Who’s going to pay for those schools that the kids should be in?
Who’s gong to earn the money to feed those kids while they are in the schools?
Mark we have already spent trillions on renewables, and intend to spend so much more. Renewables are the ultimate symbol of the developed worlds throw away society. On what level is it OK to perpetuate this way of life for these people?
Instead of exploiting these people, why can’t we work toward educating the developed countries that there is no purpose for renewables. So then we can use this money to help the people in developing countries create industry and teach them to be teachers.

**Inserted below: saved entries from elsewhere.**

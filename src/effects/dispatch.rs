//! Hands qualifying impacts over to the audio and explosion subsystems.

use super::params::{AudioParams, EffectParameters};
use crate::collision::QualifiedImpact;
use crate::common::ImpactConfig;
use crate::math::Vec2;
use crate::objects::{EntityId, MapId};
use tracing::{debug, trace};

/// A position on a specific map.
#[derive(Debug, Clone, Copy, PartialEq)]
pub struct MapCoordinates {
    pub map: MapId,
    pub position: Vec2,
}

/// Tile of a destructible grid.
#[derive(Debug, Clone, Copy, PartialEq, Eq, Hash)]
pub struct TileIndex {
    pub x: i32,
    pub y: i32,
}

/// Explosion queued with the explosion subsystem.
#[derive(Debug, Clone, Copy, PartialEq)]
pub struct ExplosionRequest<'a> {
    pub location: MapCoordinates,
    pub tile: TileIndex,
    pub kind: &'a str,
    pub total_intensity: f64,
    pub slope: f64,
    pub max_tile_intensity: f64,
    pub cause: EntityId,
    pub max_tile_break: u32,
    /// Ticks the subsystem must wait before detonating.
    pub delay_ticks: u32,
}

/// Plays positional sound cues. Calls are fire-and-forget.
pub trait AudioSink {
    fn play(&mut self, sound_collection: &str, location: MapCoordinates, params: AudioParams);
}

/// Queues explosions. Calls are fire-and-forget.
pub trait ExplosionSink {
    fn queue_explosion(&mut self, request: ExplosionRequest<'_>);
}

/// Resolves world points to tiles of an entity's destructible grid.
pub trait GridLookup {
    /// `None` when `grid` is not a grid or the point is outside it.
    fn tile_at(&self, grid: EntityId, world_point: Vec2) -> Option<TileIndex>;
}

/// Explosion sink for hosts without an explosion subsystem.
#[derive(Debug, Clone, Copy, Default)]
pub struct NoExplosions;

impl ExplosionSink for NoExplosions {
    fn queue_explosion(&mut self, _request: ExplosionRequest<'_>) {}
}

/// Grid lookup for hosts without destructible grids.
#[derive(Debug, Clone, Copy, Default)]
pub struct NoGrids;

impl GridLookup for NoGrids {
    fn tile_at(&self, _grid: EntityId, _world_point: Vec2) -> Option<TileIndex> {
        None
    }
}

/// The collaborators effects are dispatched to.
pub struct EffectSinks<'a> {
    pub audio: &'a mut dyn AudioSink,
    pub explosions: &'a mut dyn ExplosionSink,
    pub grids: &'a dyn GridLookup,
}

impl<'a> EffectSinks<'a> {
    /// Sinks for an audio-only host.
    pub fn audio_only(audio: &'a mut dyn AudioSink, no_explosions: &'a mut NoExplosions) -> Self {
        Self {
            audio,
            explosions: no_explosions,
            grids: &NoGrids,
        }
    }
}

#[derive(Debug, Clone, Copy, PartialEq, Eq)]
pub enum ExplosionOutcome {
    Disabled,
    /// The contact point did not resolve to a tile of our grid.
    NoGrid,
    Queued,
}

/// What the dispatcher actually did for one impact.
#[derive(Debug, Clone, Copy, PartialEq, Eq)]
pub struct DispatchReport {
    pub audio_played: bool,
    pub explosion: ExplosionOutcome,
}

/// Issues the audio cue and, when configured, the explosion for `impact`.
pub fn dispatch_effects(
    impact: &QualifiedImpact,
    effects: &EffectParameters,
    config: &ImpactConfig,
    sinks: &mut EffectSinks<'_>,
) -> DispatchReport {
    let location = MapCoordinates {
        map: impact.map,
        position: impact.world_point,
    };

    let audio_played = match effects.audio {
        Some(params) => {
            sinks.audio.play(&config.impact_sound, location, params);
            true
        }
        None => false,
    };

    let explosion = match effects.explosion {
        None => ExplosionOutcome::Disabled,
        Some(params) => match sinks.grids.tile_at(impact.ours, impact.world_point) {
            None => {
                debug!(
                    "{} has no grid tile under {:?}, skipping impact explosion",
                    impact.ours, impact.world_point
                );
                ExplosionOutcome::NoGrid
            }
            Some(tile) => {
                let request = ExplosionRequest {
                    location,
                    tile,
                    kind: &config.explosion.kind,
                    total_intensity: params.total_intensity,
                    slope: params.slope,
                    max_tile_intensity: params.max_tile_intensity,
                    cause: impact.ours,
                    max_tile_break: params.max_tile_break,
                    delay_ticks: params.delay_ticks,
                };
                trace!("queueing impact explosion {:?}", request);
                sinks.explosions.queue_explosion(request);
                ExplosionOutcome::Queued
            }
        },
    };

    DispatchReport {
        audio_played,
        explosion,
    }
}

Wasn’t it the UN who claimed that we could lift the developing countries out of poverty through renewables?…..still waiting. Of course we know that the real situation is that it’s best to keep them in poverty we can make things for a significantly lower cost. The GND could well be on it’s way, useless ‘stuff’, and when we are ready to discard it, we send the worst of it back to them because it’s too hard for us to deal with. We are exploiting them.
The attitudes of many of the commenters on this subject is disgusting. I thought we were more grown up on this site. Isn’t science about refuting a post with information you can back up with references? I don’t understand the attack on the post?
These artisanal mines are not a cottage industry, they’re are a way for the Chinese to get these ores as cheaply as possible. And the growth of the renewables industry is putting more pressure on the local people. It’s a brutal and degrading way to scrape up enough money to eat and it’s driven by corruption and greed.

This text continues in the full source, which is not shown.